Personal information
- Full name: Etaf Nabeel Al-Sawi
- Date of birth: 8 January 2003 (age 23)
- Height: 1.60 m (5 ft 3 in)
- Position: Defender

Team information
- Current team: Al-Nassr

Senior career*
- Years: Team / Apps / (Gls)
- Al-Muharraq
- 2022–: Al-Nassr / 16 / (0)

International career^{‡}
- 2023–: Palestine

= Etaf Al-Sawi =

Palestinian footballer (born 2002

Etaf Nabeel Al-Sawi (عطاف نبيل الصاوي; born 8 January 2003) is a Palestinian women's international footballer who plays as a midfielder for Al-Nassr and the Palestine national football team.

==Early life==
Al-Sawi was born to Nabeel Al-Sawi, a Palestinian-Jordanian, who was her first football coach.

==Club career==
===Football===
Al-Sawi played for the Saudi Arabian side Al Nassr, where she was described as having "succeeded in winning the Women’s Premier League title in its first edition. She was one of the team’s most prominent stars, as she presented an amazing performance in which she demonstrated her football talent".

===Futsal===
Al-Sawi played futsal in Bahrain, helping the club win the league.

==International career==
In April 2023, Al-Sawi got her first call-up to the senior Palestinian women's team to participate in two friendly matches against Saudi Arabia.

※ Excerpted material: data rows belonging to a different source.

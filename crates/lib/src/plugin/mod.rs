//! Capability injection: plugins that enhance every node of a tree.
//!
//! A [`Plugin`] is run against every field node at creation time: the root
//! when the tree is built, and each child when it is first derived. Plugins
//! run in registration order, each seeing the node as enhanced by the
//! plugins before it in the chain.
//!
//! Plugins attach behavior through *capabilities*: typed values installed on
//! a node with [`Field::insert_capability`] and read back with
//! [`Field::capability`]. The capability model is open. A plugin may read
//! any core state and install anything, but plugins must not violate the
//! tree invariants (they cannot rewire parents or children; the core does
//! not expose mutation of either).
//!
//! # Composition
//!
//! When a plugin installs a capability type that an earlier plugin already
//! installed, `insert_capability` hands back the earlier value. A
//! well-behaved plugin composes with it (calls through) instead of
//! discarding it; this is how independent plugins stack side effects on the
//! same hook.
//!
//! ```
//! use fieldtree::{Field, TreeBuilder, map};
//!
//! // A capability: renders the field for display.
//! struct Renderer(Box<dyn Fn(&Field) -> String>);
//!
//! // First plugin installs a plain renderer.
//! fn base(field: &Field) -> fieldtree::Result<()> {
//!     field.insert_capability(Renderer(Box::new(|f| f.value().to_string())));
//!     Ok(())
//! }
//!
//! // Second plugin wraps whatever renderer is already installed.
//! fn bracketed(field: &Field) -> fieldtree::Result<()> {
//!     if let Some(previous) = field.insert_capability(Renderer(Box::new(|f| f.value().to_string()))) {
//!         field.insert_capability(Renderer(Box::new(move |f| format!("[{}]", (previous.0)(f)))));
//!     }
//!     Ok(())
//! }
//!
//! let root = TreeBuilder::new()
//!     .plugin(base)
//!     .plugin(bracketed)
//!     .build(map! { "a" => 1 })?;
//!
//! let renderer = root.at("a")?.capability::<Renderer>().unwrap();
//! assert_eq!((renderer.0)(&root.at("a")?), "[1]");
//! # Ok::<(), fieldtree::Error>(())
//! ```
//!
//! # Failure
//!
//! A plugin returning an error during node creation is fatal for that node:
//! `at` (or tree construction) returns the error and the half-enhanced node
//! is not cached.

use crate::{Result, field::Field};

pub mod errors;

pub use errors::PluginError;

/// A capability injector, run once per node at creation time.
///
/// Implemented automatically by closures of the matching shape, so simple
/// plugins are just functions:
///
/// ```
/// use fieldtree::{Field, TreeBuilder};
///
/// fn touch_counter(field: &Field) -> fieldtree::Result<()> {
///     field.insert_capability(std::cell::Cell::new(0u32));
///     Ok(())
/// }
///
/// let root = TreeBuilder::new().plugin(touch_counter).build(1)?;
/// assert!(root.has_capability::<std::cell::Cell<u32>>());
/// # Ok::<(), fieldtree::Error>(())
/// ```
pub trait Plugin {
    /// Enhances a freshly created node in place.
    fn enhance(&self, field: &Field) -> Result<()>;
}

impl<F> Plugin for F
where
    F: Fn(&Field) -> Result<()>,
{
    fn enhance(&self, field: &Field) -> Result<()> {
        self(field)
    }
}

On May 2, 2023, Al-Sawi announced on her Instagram that she had withdrawn from the team for personal reasons and expressed her intention to represent Palestine in the future.

==Style of play==
Al-Sawi has been described as someone who "occupies the position of a playmaker and is proficient in defensive line positions".

==Personal life==
Al- Sawi holds both Palestinian and Jordanian nationalities.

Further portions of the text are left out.